++++ Records for this task ++++

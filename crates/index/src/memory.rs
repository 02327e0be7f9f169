//! In-process store used by tests and dry runs. Same contract as the Neo4j
//! store, including all-or-nothing document commits.

use std::collections::btree_map::Entry;
use std::collections::{BTreeMap, BTreeSet, HashMap, HashSet};
use std::sync::{Mutex, MutexGuard};

use anyhow::{anyhow, bail, Result};
use async_trait::async_trait;
use extract::{
    name_key, CandidateDecision, ClaimTriple, Entity, EntityDraft, Mention, QualityFlag, Relation,
    RelationEvidence, ResolutionCandidate, ResolutionEvent, ResolverRun,
};
use ingest::{Document, Sentence, Span};

use crate::capabilities::Capabilities;
use crate::store::{DocumentUnit, GraphStore, RelationWrite, StoreCounts, Upserted};

#[derive(Debug, Clone, PartialEq, Eq)]
pub struct DocumentStatus {
    pub status: String,
    pub quarantine_reason: Option<String>,
}

#[derive(Default)]
struct Tables {
    documents: BTreeMap<String, Document>,
    statuses: BTreeMap<String, DocumentStatus>,
    sentences: BTreeMap<String, Vec<Sentence>>,
    entities: BTreeMap<String, Entity>,
    names: HashMap<String, String>,
    spans: BTreeMap<String, Span>,
    mentions: BTreeMap<String, Mention>,
    events: Vec<ResolutionEvent>,
    candidates: BTreeMap<String, ResolutionCandidate>,
    flags: BTreeMap<String, QualityFlag>,
    runs: BTreeMap<String, ResolverRun>,
    relations: BTreeMap<String, Relation>,
    evidence: BTreeMap<String, RelationEvidence>,
    claims: BTreeMap<String, ClaimTriple>,
    failing_commits: HashSet<String>,
}

impl Tables {
    fn drop_entity_edges(&mut self, entity_id: &str) {
        let stale: BTreeSet<String> = self
            .relations
            .values()
            .filter(|r| r.subject_id == entity_id || r.object_id == entity_id)
            .map(|r| r.id.clone())
            .collect();
        self.relations.retain(|id, _| !stale.contains(id));
        self.evidence.retain(|_, ev| !stale.contains(&ev.relation_id));
        self.claims.retain(|_, c| {
            c.subject_id != entity_id && c.object_id.as_deref() != Some(entity_id)
        });
    }
}

pub struct MemoryStore {
    tables: Mutex<Tables>,
    capabilities: Capabilities,
}

impl MemoryStore {
    pub fn new() -> Self {
        Self::with_capabilities(Capabilities::all())
    }

    pub fn with_capabilities(capabilities: Capabilities) -> Self {
        Self {
            tables: Mutex::new(Tables::default()),
            capabilities,
        }
    }

    fn lock(&self) -> Result<MutexGuard<'_, Tables>> {
        self.tables
            .lock()
            .map_err(|_| anyhow!("Memory store lock poisoned"))
    }

    pub fn add_document(&self, document: Document) -> Result<()> {
        let mut tables = self.lock()?;
        tables.documents.insert(document.id.clone(), document);
        Ok(())
    }

    pub fn add_sentences(&self, sentences: Vec<Sentence>) -> Result<()> {
        let mut tables = self.lock()?;
        for sentence in sentences {
            tables
                .sentences
                .entry(sentence.document_id.clone())
                .or_default()
                .push(sentence);
        }
        Ok(())
    }

    /// The next commit of `document_id` fails before writing anything.
    pub fn inject_commit_failure(&self, document_id: &str) -> Result<()> {
        self.lock()?.failing_commits.insert(document_id.to_string());
        Ok(())
    }

    pub fn document(&self, id: &str) -> Result<Option<Document>> {
        Ok(self.lock()?.documents.get(id).cloned())
    }

    pub fn document_status(&self, id: &str) -> Result<Option<DocumentStatus>> {
        Ok(self.lock()?.statuses.get(id).cloned())
    }

    pub fn mentions(&self) -> Result<Vec<Mention>> {
        Ok(self.lock()?.mentions.values().cloned().collect())
    }

    pub fn events(&self) -> Result<Vec<ResolutionEvent>> {
        Ok(self.lock()?.events.clone())
    }

    pub fn candidates(&self) -> Result<Vec<ResolutionCandidate>> {
        Ok(self.lock()?.candidates.values().cloned().collect())
    }

    /// Record a review decision. `false` when no such candidate exists.
    pub fn set_candidate_decision(&self, id: &str, decision: CandidateDecision) -> Result<bool> {
        let mut tables = self.lock()?;
        Ok(match tables.candidates.get_mut(id) {
            Some(candidate) => {
                candidate.decision = Some(decision);
                true
            }
            None => false,
        })
    }

    pub fn flags(&self) -> Result<Vec<QualityFlag>> {
        Ok(self.lock()?.flags.values().cloned().collect())
    }

    pub fn evidence(&self) -> Result<Vec<RelationEvidence>> {
        Ok(self.lock()?.evidence.values().cloned().collect())
    }

    pub fn runs(&self) -> Result<Vec<ResolverRun>> {
        Ok(self.lock()?.runs.values().cloned().collect())
    }
}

++++

> The task:
The full listing above is to be retyped exactly.

> Exercise response:
filename crates/index/src/memory.rs
repository 02327e0be7f9f169
//! In-process store used by tests and dry runs. Same contract as the Neo4j
//! store, including all-or-nothing document commits.

use std::collections::btree_map::Entry;
use std::collections::{BTreeMap, BTreeSet, HashMap, HashSet};
use std::sync::{Mutex, MutexGuard};

use anyhow::{anyhow, bail, Result};
use async_trait::async_trait;
use extract::{
    name_key, CandidateDecision, ClaimTriple, Entity, EntityDraft, Mention, QualityFlag, Relation,
    RelationEvidence, ResolutionCandidate, ResolutionEvent, ResolverRun,
};
use ingest::{Document, Sentence, Span};

use crate::capabilities::Capabilities;
use crate::store::{DocumentUnit, GraphStore, RelationWrite, StoreCounts, Upserted};

#[derive(Debug, Clone, PartialEq, Eq)]
pub struct DocumentStatus {
    pub status: String,
    pub quarantine_reason: Option<String>,
}

#[derive(Default)]
struct Tables {
    documents: BTreeMap<String, Document>,
    statuses: BTreeMap<String, DocumentStatus>,
    sentences: BTreeMap<String, Vec<Sentence>>,
    entities: BTreeMap<String, Entity>,
    names: HashMap<String, String>,
    spans: BTreeMap<String, Span>,
    mentions: BTreeMap<String, Mention>,
    events: Vec<ResolutionEvent>,
    candidates: BTreeMap<String, ResolutionCandidate>,
    flags: BTreeMap<String, QualityFlag>,
    runs: BTreeMap<String, ResolverRun>,
    relations: BTreeMap<String, Relation>,
    evidence: BTreeMap<String, RelationEvidence>,
    claims: BTreeMap<String, ClaimTriple>,
    failing_commits: HashSet<String>,
}

impl Tables {
    fn drop_entity_edges(&mut self, entity_id: &str) {
        let stale: BTreeSet<String> = self
            .relations
            .values()
            .filter(|r| r.subject_id == entity_id || r.object_id == entity_id)
            .map(|r| r.id.clone())
            .collect();
        self.relations.retain(|id, _| !stale.contains(id));
        self.evidence.retain(|_, ev| !stale.contains(&ev.relation_id));
        self.claims.retain(|_, c| {
            c.subject_id != entity_id && c.object_id.as_deref() != Some(entity_id)
        });
    }
}

pub struct MemoryStore {
    tables: Mutex<Tables>,
    capabilities: Capabilities,
}

impl MemoryStore {
    pub fn new() -> Self {
        Self::with_capabilities(Capabilities::all())
    }

    pub fn with_capabilities(capabilities: Capabilities) -> Self {
        Self {
            tables: Mutex::new(Tables::default()),
            capabilities,
        }
    }

    fn lock(&self) -> Result<MutexGuard<'_, Tables>> {
        self.tables
            .lock()
            .map_err(|_| anyhow!("Memory store lock poisoned"))
    }

    pub fn add_document(&self, document: Document) -> Result<()> {
        let mut tables = self.lock()?;
        tables.documents.insert(document.id.clone(), document);
        Ok(())
    }

    pub fn add_sentences(&self, sentences: Vec<Sentence>) -> Result<()> {
        let mut tables = self.lock()?;
        for sentence in sentences {
            tables
                .sentences
                .entry(sentence.document_id.clone())
                .or_default()
                .push(sentence);
        }
        Ok(())
    }

    /// The next commit of `document_id` fails before writing anything.
    pub fn inject_commit_failure(&self, document_id: &str) -> Result<()> {
        self.lock()?.failing_commits.insert(document_id.to_string());
        Ok(())
    }

    pub fn document(&self, id: &str) -> Result<Option<Document>> {
        Ok(self.lock()?.documents.get(id).cloned())
    }

    pub fn document_status(&self, id: &str) -> Result<Option<DocumentStatus>> {
        Ok(self.lock()?.statuses.get(id).cloned())
    }

    pub fn mentions(&self) -> Result<Vec<Mention>> {
        Ok(self.lock()?.mentions.values().cloned().collect())
    }

    pub fn events(&self) -> Result<Vec<ResolutionEvent>> {
        Ok(self.lock()?.events.clone())
    }

    pub fn candidates(&self) -> Result<Vec<ResolutionCandidate>> {
        Ok(self.lock()?.candidates.values().cloned().collect())
    }

    /// Record a review decision. `false` when no such candidate exists.
    pub fn set_candidate_decision(&self, id: &str, decision: CandidateDecision) -> Result<bool> {
        let mut tables = self.lock()?;
        Ok(match tables.candidates.get_mut(id) {
            Some(candidate) => {
                candidate.decision = Some(decision);
                true
            }
            None => false,
        })
    }

    pub fn flags(&self) -> Result<Vec<QualityFlag>> {
        Ok(self.lock()?.flags.values().cloned().collect())
    }

    pub fn evidence(&self) -> Result<Vec<RelationEvidence>> {
        Ok(self.lock()?.evidence.values().cloned().collect())
    }

    pub fn runs(&self) -> Result<Vec<ResolverRun>> {
        Ok(self.lock()?.runs.values().cloned().collect())
    }
}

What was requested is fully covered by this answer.